House-Calls Are Forging A New Path to Reduced Health Care Costs


New services providing medical house calls are popping up across the nation. Some, like Heal in L.A., send a doctor to your house in under an hour. Others provide nurse practitioners in a video chat. The cost only runs about $100 per visit or call.

All of these in-home services are cashing in on an unmet need in the marketplace. Consumers with large deductibles want low-level medical attention on their terms. These new services are just the latest development in a market in turmoil.

Health care costs are spiraling out of control. Consumers with higher incomes pick up the bills. In an effort to bring down their costs, these consumers might just forge a path to help everyone by developing a new method of getting medical services at a reasonable price.

Since the Affordable Care Act was implemented, we’ve been bombarded with information about how health care costs have risen at the slowest pace in decades.

Somehow that tidbit of data didn’t make its way to my insurance carrier, who bumped my premium by 30% in each of the past two years.

Cobbling together information from around the nation, I don’t think I’m alone.

While the amounts vary, premiums appear to have moved substantially higher all over. The only way to keep premiums in check is by dropping to a lower level plan, moving from a PPO to an HMO, or taking on a bigger deductible.

No matter which path you chose, the outcome is the same. You either pay more to keep what you have, or pay less and accept lower coverage.

At some point, I just want to get out of the entire game! That’s what makes the new house-call services so intriguing.

Assuming no one in my household has chronic issues, I’d be able to drop to a very low-level plan – say from a Silver PPO to a Bronze HMO – and save about $500 per month, or $6,000 per year. While the change in service might be dramatic, the cost savings are too.

It’s unlikely that I’ll keep all of those savings, however. Chances are that our favorite family doctors are not on the HMO.

When investigating moving to an HMO last year, an insurance company representative actually said to me that their low-cost plan was a great deal, but it didn’t include many doctors. Imagine that.

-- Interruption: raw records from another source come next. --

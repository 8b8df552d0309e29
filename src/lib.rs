//! This crate provides data access and summary statistics for a visual stimulus
//! electrophysiology experiment.
//!
//! Each recorded rat (a *subject*) carries a voltage array indexed by stimulus sample
//! and repetition, together with a few metadata attributes. The sample axis is split
//! into 10 fixed electrode windows of 1000 samples each.
//!
//! # Selecting Electrode Traces
//!
//! ```rust
//! use visual_stim::sampler::mock_stim_data;
//!
//! let store = mock_stim_data(42).unwrap();
//!
//! // Electrodes 1, 3 and 7 of rat 4 during repetition 2
//! let traces = store.select_electrode_trace(4, 2, &[1, 3, 7]).unwrap();
//!
//! assert_eq!(traces.len(), 3);
//! assert_eq!(traces[1].electrode, 3);
//! assert_eq!(traces[1].y.len(), 1000);
//! ```
//!
//! # Experimenter Bias
//!
//! ```rust
//! use visual_stim::sampler::mock_stim_data;
//!
//! let store = mock_stim_data(42).unwrap();
//! let bias = store.aggregate_by_experimenter(&["Daniel", "Anna", "Nobody"]);
//!
//! // One entry per requested name, in order, even for empty groups
//! assert_eq!(bias.means().len(), 3);
//! assert!(bias.means()[2].is_nan());
//! ```

pub mod electrode;
pub mod error;
pub mod plot;
pub mod recording;
pub mod sampler;
pub mod stats;
pub mod store;

/// The number of stimulus samples recorded per repetition.
pub const NUM_SAMPLES: usize = 10_000;
/// The number of electrodes sharing the sample axis.
pub const NUM_ELECTRODES: usize = 10;
/// The number of consecutive samples covered by one electrode.
pub const ELECTRODE_WINDOW: usize = NUM_SAMPLES / NUM_ELECTRODES;
/// The experimenters compared by default in the bias statistics.
pub const EXPERIMENTER_NAMES: [&str; 2] = ["Daniel", "Anna"];
/// The possible genders of a rat.
pub const RAT_GENDERS: [&str; 2] = ["Male", "Female"];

If I want to keep the doctors my family and I like, I’d have to pay for those visits. I guess there are worse things. It’s something I’ve done in the past.

Typically doing that costs just a percentage of what the doctor bills insurance companies. Figuring six visits for the family to a doctor not on the plan at $200 apiece, that’s $1,200. Adding in another four non-emergency house-calls like those listed above at $100 each brings the total to $1,600.

That would still leave me $4,400 in savings over my current cost structure.

The only problem is that these house-call services aren’t yet available in my area. That leaves me substituting with urgent care for non-emergency situations. It’s still doable, but not as appealing.

The broader issue is that many people like me – needing individual family coverage, not eligible for subsidies, and relatively healthy – are paying very expensive insurance premiums.

It’s like buying home owner’s insurance for triple the replacement value. There’s no question you need insurance, but the coverage, and the cost, seem like overkill. There’s got to be a better way.

The one I’ve described could be the best approach for many of us. With it, we have the convenience of getting minor treatment, on our terms. We can see a favorite physician for a reasonable amount of cash. All the while, we’re covered for catastrophic care in case something horrible happens.

To top it off, we can change our plans every year. If someone develops a condition requiring more coverage, or appears to need more care in the future for whatever reason, we can change the structure accordingly.

By taking the payment for small doctor’s visits out of the insurance system, we could attack two problems at the same time. Not only will patients have more control over and knowledge about their true costs, but also doctors will be paid immediately for their services, removing the headache of insurance reimbursement.

If we can rank care by complexity and cost, perhaps we can focus resources where we need them most, and actually make some progress on containing costs.